Had Rider bumped just one of his Fs to a D, he would have been crashing the basket. Instead, he disappeared at the end of the school year on a red-eye to Kansas, leaving behind a message in the yearbook:
“1st I want 2 thank God 4 granting me scholarship with. Next I want to thank my brothers Lamont and Dave for being friends too. Mom I Love U and when I make the NBA U will have you house. … I’m out of here boyyee! Yall will see me again just watch channel 5 or 7 ATP in full effect.”
Rider’s basketball career was resuscitated in a small farm town in the Midwest. He slam-dunked his GED test, enrolled in a Kansas community college, and made it to class first semester with the help of his coach’s son, Eric Crane, who was assigned to pick him up from the dorms every morning. On the court he was unchallenged. All he needed was an associate’s degree, and he’d be off to Kansas State.
But then things deteriorated. Calls started coming in from Las Vegas: Legendary coach Jerry Tarkanian wanted him to join his national champion University of Nevada-Las Vegas Runnin’ Rebels as soon as Rider gained eligibility. Rider started to cut classes. And with a week left in spring semester, he had Fs in fifteen units. So he dropped out again, and fled, this time to Southern California.
On October 15, 1990, at his first team practice at Antelope Valley Community College, Rider took a vicious elbow to the mouth. In anger, he stormed into the locker room.
“You’ve got about thirty seconds to get back into practice,” yelled head coach Newton Chelette. He phoned Tarkanian, Rider standing at his side: “If he does this again, he’s done here. He’ll never make it to UNLV.”
Under Chelette’s guidance, Rider would be a Runnin’ Rebel in less than a year. Chelette kept him under tight supervision, forcing him to check in with academic advisors at 8 a.m. Rider led all college basketball players in the nation in scoring that season, averaging 33.6 points per game. And, for the first time in six years, he graduated. Years later, when Rider was drafted into the NBA, he told a Minnesota radio station that Antelope Valley was the only place that cared about him enough to make him go to class.
“With that lack of self discipline, I couldn’t see him being able to manage the money and fame of the NBA,” Chelette said. “It’s a really sad, sad story. I would have liked to have managed him day-to-day, but I guess that’s not the answer.”

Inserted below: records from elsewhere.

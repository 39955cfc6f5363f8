//! Mass properties of closed triangle meshes.
//!
//! - `mass_properties` holds the result type shared by both methods
//! - `tetrahedra` sums signed tetrahedra against the origin
//! - `face_integrals` integrates over faces with the divergence theorem
//! - `rigid_body` ties a mesh, a density and its mass properties together

pub mod face_integrals;
pub mod mass_properties;
pub mod rigid_body;
pub mod tetrahedra;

Whatever progress Rider made under Chelette was swiftly negated in Vegas. At UNLV, Rider joined a team already marred in scandal. The Runnin’ Rebels were coming off a 1990 national championship and a Final Four appearance in ’91, winning 45 straight games in between. But Tarkanian, who embodied the team’s rebel image, was suspected of numerous recruitment violations. After one of his recruits was caught buying cocaine from an undercover police officer, and several players were pictured on the front-page of the Las Vegas Review-Journal soaking in a hot-tub with a notorious sports fixer, the Rebels were finally put on probation.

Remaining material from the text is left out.